Multiple myeloma (MM) is the second most common hematological malignancy in the U.S., and is characterized by bone pain, appetite loss, fatigue, and treatment-related symptoms. These symptoms can have potentially devastating effects on patients' health-related quality of life (HRQoL). While several instruments are available to evaluate the symptomatic profile and HRQoL of MM patients, it is unclear whether their conceptual coverages are adequate in the relapsed or refractory (R/R) setting. In order to address this concern, we conducted a qualitative study in R/R MM patients and compared the results to the conceptual frameworks of three instruments available for use in this population.

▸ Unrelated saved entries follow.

//! Analysis commands (ready, next, critical-path, estimate, validate, progress)
//!
//! These commands never modify the timeline.

use anyhow::{bail, Result};
use chrono::Utc;

use super::session::Session;
use crate::domain::{
    item_duration, DependencyResolver, ItemId, ProgressTracker, StrategyKind, Timeline,
};

fn item_rows(timeline: &Timeline, ids: &[ItemId]) -> Vec<serde_json::Value> {
    ids.iter()
        .filter_map(|id| timeline.get(id))
        .map(|item| {
            serde_json::json!({
                "id": item.id(),
                "kind": item.kind_label(),
                "name": item.name(),
                "status": item.status(),
                "priority": item.core().priority,
            })
        })
        .collect()
}

fn print_items(timeline: &Timeline, ids: &[ItemId]) {
    println!("{:<16} {:<10} {:<9} NAME", "ID", "KIND", "PRIORITY");
    println!("{}", "-".repeat(60));
    for item in ids.iter().filter_map(|id| timeline.get(id)) {
        println!(
            "{:<16} {:<10} {:<9} {}",
            item.id(),
            item.kind_label(),
            item.core().priority,
            item.name()
        );
    }
}

/// Show pending items whose dependencies allow them to go
pub fn ready(session: &Session) -> Result<()> {
    let output = session.output;
    let timeline = session.load()?;
    let ready = DependencyResolver::new(&timeline).ready_to_start();

    output.verbose_ctx("ready", &format!("Found {} ready items", ready.len()));

    if output.is_json() {
        output.data(&item_rows(&timeline, &ready));
    } else if ready.is_empty() {
        println!("No items ready to start.");
    } else {
        println!("Ready items ({}):", ready.len());
        print_items(&timeline, &ready);
    }

    Ok(())
}

/// Ready items ordered by priority, then by how much they unblock
pub fn next(session: &Session, limit: usize) -> Result<()> {
    let output = session.output;
    let timeline = session.load()?;
    let next = DependencyResolver::new(&timeline).next_items(limit);

    if output.is_json() {
        output.data(&item_rows(&timeline, &next));
    } else if next.is_empty() {
        println!("Nothing to work on next.");
    } else {
        print_items(&timeline, &next);
    }

    Ok(())
}

pub fn critical_path(session: &Session) -> Result<()> {
    let output = session.output;
    let timeline = session.load()?;
    let path = DependencyResolver::new(&timeline).critical_path()?;

    if output.is_json() {
        output.data(&serde_json::json!({
            "items": path.item_ids,
            "totalHours": path.total_hours(),
            "totalDays": path.total_days(),
        }));
        return Ok(());
    }

    if path.item_ids.is_empty() {
        println!("Timeline has no items.");
        return Ok(());
    }

    println!(
        "Critical path ({} items, {:.1} days):",
        path.item_ids.len(),
        path.total_days()
    );
    for (position, item) in path
        .item_ids
        .iter()
        .filter_map(|id| timeline.get(id))
        .enumerate()
    {
        let hours = item_duration(item).num_minutes() as f64 / 60.0;
        println!(
            "  {}. {:<16} {:>8.1}h  {}",
            position + 1,
            item.id(),
            hours,
            item.name()
        );
    }

    Ok(())
}

pub fn estimate(session: &Session) -> Result<()> {
    let output = session.output;
    let timeline = session.load()?;
    let resolver = DependencyResolver::new(&timeline);

    let Some(date) = resolver.estimated_completion_date(Utc::now()) else {
        let report = resolver.validate();
        let reasons: Vec<String> = report.errors.iter().map(ToString::to_string).collect();
        bail!("Cannot estimate completion: {}", reasons.join("; "));
    };

    if output.is_json() {
        output.data(&serde_json::json!({ "estimatedCompletion": date }));
    } else {
        println!("Estimated completion: {}", date.format("%Y-%m-%d %H:%M UTC"));
    }

    Ok(())
}

/// Prints the validation report; a timeline with errors fails the command
pub fn validate(session: &Session) -> Result<()> {
    let output = session.output;
    let timeline = session.load()?;
    let report = DependencyResolver::new(&timeline).validate();

    if output.is_json() {
        output.data(&report);
    } else {
        for error in &report.errors {
            println!("error: {}", error);
        }
        for warning in &report.warnings {
            println!("warning: {}", warning);
        }
        if report.valid {
            println!("Timeline {} is valid.", timeline.id);
        }
    }

    if !report.valid {
        bail!(
            "Timeline {} has {} error(s)",
            timeline.id,
            report.errors.len()
        );
    }
    Ok(())
}

pub fn progress(session: &Session, strategy: Option<StrategyKind>, save: bool) -> Result<()> {
    let output = session.output;
    let timeline = session.load()?;
    let config = session.workspace.config();
    let kind = strategy.unwrap_or_else(|| config.progress_strategy());

    if save {
        let mut updated = config.clone();
        updated.project.progress_strategy = Some(kind);
        updated.save_project()?;
        output.verbose_ctx("progress", &format!("Saved default strategy: {}", kind));
    }

    let detail = ProgressTracker::new(kind).detailed_progress(&timeline);

    if output.is_json() {
        output.data(&detail);
        return Ok(());
    }

    println!("Progress: {:.1}% ({})", detail.overall, detail.strategy);
    if !timeline.is_empty() {
        println!();
        for id in timeline.item_ids() {
            if let Some(percent) = detail.stages.get(id) {
                println!("  {:<16} {:>6.1}%", id, percent);
            } else if let Some(reached) = detail.milestones.get(id) {
                let mark = if *reached { "reached" } else { "open" };
                println!("  {:<16} {:>7}", id, mark);
            }
        }
    }

    Ok(())
}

Qualitative concept elicitation (CE) interviews were conducted with MM patients in the U.S. Patients were considered eligible for participation if they were at least 18 years of age, fluent in U.S. English, currently receiving treatment for MM considered to be R/R, and had an ECOG Performance Status of 0-2. Patients who were receiving first-line therapy for their cancer; were mentally or legally incapable of consenting to the study; or had a concurrent diagnosis or condition that would interfere with their ability to participate in the study were excluded. Interviews were conducted according to a semi-structured interview guide. Questions were open-ended and focused primarily on patients' disease- and treatment-related symptoms and how those symptoms impacted their lives. Targeted follow-up questions were used to elicit additional information when appropriate. Interviews lasted approximately 60 minutes and were audio recorded; all interview recordings were transcribed and de-identified. Qualitative data were analyzed using a grounded theory approach that combined semi-quantitative and qualitative methods. The concepts reported by patients were evaluated for saturation and subsequently compared with the conceptual frameworks of the EORTC QLQ-C30 and QLQ-MY20, FACT-MM, and MDASI-MM instruments.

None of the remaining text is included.